» **Your goal**: Which lines of the data contain the string "short"? Show each of them.
---
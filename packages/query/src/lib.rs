#![cfg_attr(feature = "fail-on-warnings", deny(warnings))]
#![warn(clippy::all, clippy::pedantic, clippy::nursery, clippy::cargo)]
#![allow(clippy::multiple_crate_versions, clippy::cargo_common_metadata)]

//! Location queries.
//!
//! A [`Query`] is one of four kinds of location reference a user can type:
//!
//! - [`FullCode`]: a complete Plus Code (`6PH58QMF+FX`)
//! - [`LocalCode`]: a short Plus Code plus locality (`8QMF+FX Singapore`)
//! - [`LatLong`]: a coordinate pair (`1.3521, 103.8198`)
//! - [`FreeText`]: anything else, resolved by forward geocoding
//!
//! [`parse_query`] classifies raw input into one of these, and
//! [`Query::resolve`] turns any of them into a [`Coordinate`].

mod parse;

use std::fmt;

use surplus_models::{Coordinate, GeocodeError, Geocoder};
use surplus_pluscode::PlusCodeError;
use thiserror::Error;

pub use parse::{ParseOptions, match_plus_code, parse_query, parse_query_tokens};

/// Errors raised while classifying or resolving a query.
#[derive(Debug, Clone, PartialEq, Error)]
pub enum QueryError {
    /// Nothing (or only whitespace) was given.
    #[error("empty query string passed")]
    EmptyQuery,

    /// No token of the query is a Plus Code.
    #[error("unable to find a Plus Code")]
    PlusCodeNotFound,

    /// A short Plus Code was found but nothing anchors it.
    #[error("{message}")]
    IncompletePlusCode {
        /// Human-readable description.
        message: String,
    },

    /// Coordinate-looking input could not be read.
    #[error("{message}")]
    LatlongParse {
        /// Human-readable description.
        message: String,
    },

    /// The geocoder collaborator failed.
    #[error(transparent)]
    Geocode(#[from] GeocodeError),

    /// A Plus Code primitive failed.
    #[error(transparent)]
    PlusCode(#[from] PlusCodeError),
}

/// A complete Plus Code.
#[derive(Debug, Clone, PartialEq, Eq)]
pub struct FullCode {
    pub code: String,
}

impl FullCode {
    /// Decodes the code and returns the center of its grid cell.
    ///
    /// Never touches the network.
    ///
    /// # Errors
    ///
    /// * [`QueryError::IncompletePlusCode`] if the code lacks its area prefix
    pub fn resolve(&self) -> Result<Coordinate, QueryError> {
        let area = surplus_pluscode::decode(&self.code).map_err(|e| match e {
            PlusCodeError::NotFullCode { .. } => QueryError::IncompletePlusCode {
                message: "Plus Code is not full-length (e.g., 6PH58QMF+FX)".to_string(),
            },
            other => QueryError::PlusCode(other),
        })?;

        Ok(Coordinate::new(area.latitude_center, area.longitude_center))
    }
}

/// A short Plus Code anchored by a free-text locality.
#[derive(Debug, Clone, PartialEq, Eq)]
pub struct LocalCode {
    pub code: String,
    pub locality: String,
}

impl LocalCode {
    /// Geocodes the locality and recovers the nearest matching full code.
    ///
    /// # Errors
    ///
    /// * [`QueryError::Geocode`] if the locality cannot be geocoded
    /// * [`QueryError::PlusCode`] if the code cannot be recovered
    pub fn to_full_code<G: Geocoder + ?Sized>(&self, geocoder: &G) -> Result<String, QueryError> {
        let reference = geocoder.geocode(&self.locality)?;
        let code =
            surplus_pluscode::recover_nearest(&self.code, reference.latitude, reference.longitude)?;

        log::debug!(
            "to_full_code: recovered {code} from '{}' near {reference}",
            self.code
        );

        Ok(code)
    }

    /// Recovers the full code (see [`Self::to_full_code`]) and resolves it.
    ///
    /// # Errors
    ///
    /// Propagates any failure of either step unchanged.
    pub fn resolve<G: Geocoder + ?Sized>(&self, geocoder: &G) -> Result<Coordinate, QueryError> {
        FullCode {
            code: self.to_full_code(geocoder)?,
        }
        .resolve()
    }
}

/// A coordinate typed in directly.
#[derive(Debug, Clone, Copy, PartialEq)]
pub struct LatLong {
    pub coordinate: Coordinate,
}

/// A place name.
#[derive(Debug, Clone, PartialEq, Eq)]
pub struct FreeText {
    pub text: String,
}

/// A classified location reference.
#[derive(Debug, Clone, PartialEq)]
pub enum Query {
    FullCode(FullCode),
    LocalCode(LocalCode),
    LatLong(LatLong),
    FreeText(FreeText),
}

impl Query {
    /// Resolves this query to a coordinate.
    ///
    /// Full codes and coordinates resolve offline; local codes and free
    /// text call `geocoder`.
    ///
    /// # Errors
    ///
    /// * [`QueryError::IncompletePlusCode`] if a full code cannot be decoded
    /// * [`QueryError::Geocode`] if the geocoder fails
    /// * [`QueryError::PlusCode`] if a local code cannot be recovered
    pub fn resolve<G: Geocoder + ?Sized>(&self, geocoder: &G) -> Result<Coordinate, QueryError> {
        match self {
            Self::FullCode(query) => query.resolve(),
            Self::LocalCode(query) => query.resolve(geocoder),
            Self::LatLong(query) => Ok(query.coordinate),
            Self::FreeText(query) => Ok(geocoder.geocode(&query.text)?),
        }
    }
}

impl fmt::Display for Query {
    fn fmt(&self, f: &mut fmt::Formatter<'_>) -> fmt::Result {
        match self {
            Self::FullCode(query) => f.write_str(&query.code),
            Self::LocalCode(query) => write!(f, "{} {}", query.code, query.locality),
            Self::LatLong(query) => write!(f, "{}", query.coordinate),
            Self::FreeText(query) => f.write_str(&query.text),
        }
    }
}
---
» **Finished task**:
//! - [`LocalCode`]: a short Plus Code plus locality (`8QMF+FX Singapore`)
    /// A short Plus Code was found but nothing anchors it.
/// A short Plus Code anchored by a free-text locality.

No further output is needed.